[Records for this task — start]
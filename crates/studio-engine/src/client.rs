use studio_contracts::AspectRatio;

use crate::backend::{BackendResponse, ContentPart, GenerationBackend};
use crate::image_prep::NormalizedImage;
use crate::outcome::{ErrorKind, GenerationOutcome};

const SAFETY_FINISH_REASONS: [&str; 5] = [
    "SAFETY",
    "IMAGE_SAFETY",
    "PROHIBITED_CONTENT",
    "BLOCKLIST",
    "SPII",
];
const REFUSAL_FINISH_REASONS: [&str; 2] = ["OTHER", "IMAGE_OTHER"];

/// One call's worth of input. The aspect ratio is always concrete: `Auto` is
/// resolved from the first image's original size at construction.
#[derive(Debug, Clone, PartialEq, Eq)]
pub struct GenerationRequest {
    images: Vec<NormalizedImage>,
    prompt: String,
    aspect_ratio: AspectRatio,
}

impl GenerationRequest {
    pub fn single(
        image: NormalizedImage,
        prompt: impl Into<String>,
        requested: AspectRatio,
    ) -> Self {
        Self::build(vec![image], prompt.into(), requested)
    }

    /// Target first, then the face to transplant.
    pub fn dual(
        target: NormalizedImage,
        face: NormalizedImage,
        prompt: impl Into<String>,
        requested: AspectRatio,
    ) -> Self {
        Self::build(vec![target, face], prompt.into(), requested)
    }

    fn build(images: Vec<NormalizedImage>, prompt: String, requested: AspectRatio) -> Self {
        let primary = &images[0];
        let aspect_ratio = requested.resolve(primary.source_width, primary.source_height);
        Self {
            images,
            prompt,
            aspect_ratio,
        }
    }

    pub fn images(&self) -> &[NormalizedImage] {
        &self.images
    }

    pub fn prompt(&self) -> &str {
        &self.prompt
    }

    pub fn aspect_ratio(&self) -> AspectRatio {
        self.aspect_ratio
    }
}

/// Turns backend responses and transport errors into a [`GenerationOutcome`].
pub struct GenerationClient {
    backend: Box<dyn GenerationBackend>,
}

impl GenerationClient {
    pub fn new(backend: Box<dyn GenerationBackend>) -> Self {
        Self { backend }
    }

    pub fn backend_name(&self) -> &str {
        self.backend.name()
    }

    /// Exactly one backend call; never retries.
    pub fn generate(&self, request: &GenerationRequest) -> GenerationOutcome {
        match self.backend.send(request) {
            Ok(response) => interpret_response(response),
            Err(err) => {
                let kind = err.kind();
                log::warn!("{} transport failure ({kind}): {err}", self.backend.name());
                GenerationOutcome::failure(kind, err.to_string())
            }
        }
    }
}

pub fn interpret_response(response: BackendResponse) -> GenerationOutcome {
    if let Some(reason) = response.block_reason {
        return GenerationOutcome::failure(
            ErrorKind::SafetyBlocked,
            format!("prompt blocked: {reason}"),
        );
    }
    let Some(candidate) = response.candidate else {
        return GenerationOutcome::failure(
            ErrorKind::ServerError,
            "no candidates returned; the service may be temporarily unavailable",
        );
    };

    let finish_reason = candidate.finish_reason.unwrap_or_default();
    if SAFETY_FINISH_REASONS.contains(&finish_reason.as_str()) {
        return GenerationOutcome::failure(
            ErrorKind::SafetyBlocked,
            format!("finish reason {finish_reason}"),
        );
    }

    let mut refusal_text: Option<String> = None;
    for part in candidate.parts {
        match part {
            ContentPart::Image(image) => return GenerationOutcome::Success(image),
            ContentPart::Text(text) => {
                if refusal_text.is_none() && !text.trim().is_empty() {
                    refusal_text = Some(text.trim().to_string());
                }
            }
        }
    }

    if let Some(text) = refusal_text {
        return GenerationOutcome::failure(ErrorKind::Refusal, text);
    }
    if REFUSAL_FINISH_REASONS.contains(&finish_reason.as_str()) {
        return GenerationOutcome::failure(
            ErrorKind::Refusal,
            format!("model declined the request (finish reason {finish_reason})"),
        );
    }
    let reason = if finish_reason.is_empty() {
        "unknown".to_string()
    } else {
        finish_reason
    };
    GenerationOutcome::failure(
        ErrorKind::Unknown,
        format!("no image data in response (finish reason {reason})"),
    )
}

#[cfg(test)]
pub(crate) mod tests {
    use std::cell::{Cell, RefCell};
    use std::collections::VecDeque;

    use studio_contracts::AspectRatio;

    use super::{interpret_response, GenerationClient, GenerationRequest};
    use crate::backend::{
        BackendResponse, Candidate, ContentPart, GenerationBackend, TransportError,
    };
    use crate::image_prep::NormalizedImage;
    use crate::outcome::{ErrorKind, GeneratedImage, GenerationOutcome};

    pub(crate) fn fake_normalized(source_width: u32, source_height: u32) -> NormalizedImage {
        NormalizedImage {
            bytes: vec![0xFF, 0xD8, 0xFF],
            mime_type: "image/jpeg".to_string(),
            width: source_width,
            height: source_height,
            source_width,
            source_height,
        }
    }

    pub(crate) fn image_response(bytes: &[u8]) -> BackendResponse {
        BackendResponse {
            block_reason: None,
            candidate: Some(Candidate {
                finish_reason: Some("STOP".to_string()),
                parts: vec![ContentPart::Image(GeneratedImage {
                    bytes: bytes.to_vec(),
                    mime_type: "image/png".to_string(),
                })],
            }),
        }
    }

    /// Replays queued results and records every request it sees.
    pub(crate) struct ScriptedBackend {
        pub(crate) replies: RefCell<VecDeque<Result<BackendResponse, TransportError>>>,
        pub(crate) seen: RefCell<Vec<GenerationRequest>>,
        pub(crate) calls: Cell<usize>,
    }

    impl ScriptedBackend {
        pub(crate) fn new(replies: Vec<Result<BackendResponse, TransportError>>) -> Self {
            Self {
                replies: RefCell::new(replies.into()),
                seen: RefCell::new(Vec::new()),
                calls: Cell::new(0),
            }
        }
    }

    impl GenerationBackend for ScriptedBackend {
        fn name(&self) -> &str {
            "scripted"
        }

        fn send(&self, request: &GenerationRequest) -> Result<BackendResponse, TransportError> {
            self.calls.set(self.calls.get() + 1);
            self.seen.borrow_mut().push(request.clone());
            self.replies
                .borrow_mut()
                .pop_front()
                .unwrap_or_else(|| Err(TransportError::Other("script exhausted".to_string())))
        }
    }

    impl GenerationBackend for std::rc::Rc<ScriptedBackend> {
        fn name(&self) -> &str {
            "scripted"
        }

        fn send(&self, request: &GenerationRequest) -> Result<BackendResponse, TransportError> {
            self.as_ref().send(request)
        }
    }

    fn kind_of(outcome: &GenerationOutcome) -> Option<ErrorKind> {
        outcome.error().map(|failure| failure.kind)
    }

    #[test]
    fn auto_ratio_resolves_from_source_dimensions() {
        let normalized = fake_normalized(1200, 1600);
        let request = GenerationRequest::single(normalized, "portrait", AspectRatio::Auto);
        assert_eq!(request.aspect_ratio(), AspectRatio::Portrait);
        assert_eq!(request.aspect_ratio().as_str(), "3:4");
        assert_eq!(request.prompt(), "portrait");
    }

    #[test]
    fn explicit_ratio_is_kept() {
        let normalized = fake_normalized(1200, 1600);
        let request = GenerationRequest::single(normalized, "portrait", AspectRatio::Wide);
        assert_eq!(request.aspect_ratio(), AspectRatio::Wide);
    }

    #[test]
    fn first_image_part_wins() {
        let response = BackendResponse {
            block_reason: None,
            candidate: Some(Candidate {
                finish_reason: None,
                parts: vec![
                    ContentPart::Text("caption".to_string()),
                    ContentPart::Image(GeneratedImage {
                        bytes: vec![1],
                        mime_type: "image/png".to_string(),
                    }),
                    ContentPart::Image(GeneratedImage {
                        bytes: vec![2],
                        mime_type: "image/png".to_string(),
                    }),
                ],
            }),
        };
        let outcome = interpret_response(response);
        assert_eq!(outcome.image().map(|image| image.bytes.clone()), Some(vec![1]));
    }

    #[test]
    fn missing_candidate_is_a_server_error() {
        let outcome = interpret_response(BackendResponse::default());
        assert_eq!(kind_of(&outcome), Some(ErrorKind::ServerError));
    }

    #[test]
    fn safety_signals_block() {
        let prompt_block = BackendResponse {
            block_reason: Some("OTHER".to_string()),
            candidate: None,
        };
        assert_eq!(kind_of(&interpret_response(prompt_block)), Some(ErrorKind::SafetyBlocked));

        let finish_block = BackendResponse {
            block_reason: None,
            candidate: Some(Candidate {
                finish_reason: Some("IMAGE_SAFETY".to_string()),
                parts: Vec::new(),
            }),
        };
        assert_eq!(kind_of(&interpret_response(finish_block)), Some(ErrorKind::SafetyBlocked));
    }

    #[test]
    fn text_only_answer_is_a_refusal_with_text() {
        let response = BackendResponse {
            block_reason: None,
            candidate: Some(Candidate {
                finish_reason: Some("STOP".to_string()),
                parts: vec![ContentPart::Text("  I cannot edit photos of minors. ".to_string())],
            }),
        };
        let outcome = interpret_response(response);
        let failure = outcome.error().cloned().unwrap_or_else(|| panic!("expected failure"));
        assert_eq!(failure.kind, ErrorKind::Refusal);
        assert_eq!(failure.detail, "I cannot edit photos of minors.");
    }

    #[test]
    fn other_finish_without_parts_is_a_refusal() {
        let response = BackendResponse {
            block_reason: None,
            candidate: Some(Candidate {
                finish_reason: Some("IMAGE_OTHER".to_string()),
                parts: Vec::new(),
            }),
        };
        assert_eq!(kind_of(&interpret_response(response)), Some(ErrorKind::Refusal));
    }

    #[test]
    fn empty_candidate_is_unknown() {
        let response = BackendResponse {
            block_reason: None,
            candidate: Some(Candidate::default()),
        };
        assert_eq!(kind_of(&interpret_response(response)), Some(ErrorKind::Unknown));
    }

    #[test]
    fn transport_errors_are_classified_and_called_once() {
        let backend = std::rc::Rc::new(ScriptedBackend::new(vec![Err(TransportError::Status {
            code: 429,
            body: "quota".to_string(),
        })]));
        let client = GenerationClient::new(Box::new(backend.clone()));
        let request = GenerationRequest::single(fake_normalized(10, 10), "x", AspectRatio::Square);

        let outcome = client.generate(&request);
        assert_eq!(kind_of(&outcome), Some(ErrorKind::RateLimited));
        assert_eq!(backend.calls.get(), 1);
    }

    #[test]
    fn success_passes_image_through() {
        let backend = ScriptedBackend::new(vec![Ok(image_response(&[7, 7]))]);
        let client = GenerationClient::new(Box::new(backend));
        let request = GenerationRequest::single(fake_normalized(10, 10), "x", AspectRatio::Square);
        let outcome = client.generate(&request);
        assert_eq!(outcome.image().map(|image| image.bytes.clone()), Some(vec![7, 7]));
    }
}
[Records for this task — finish]
## [What needs to be done]
Search the entries for the word "ServerError" and pick out every line that holds it.

## [Task response]
            ErrorKind::ServerError,
        assert_eq!(kind_of(&outcome), Some(ErrorKind::ServerError));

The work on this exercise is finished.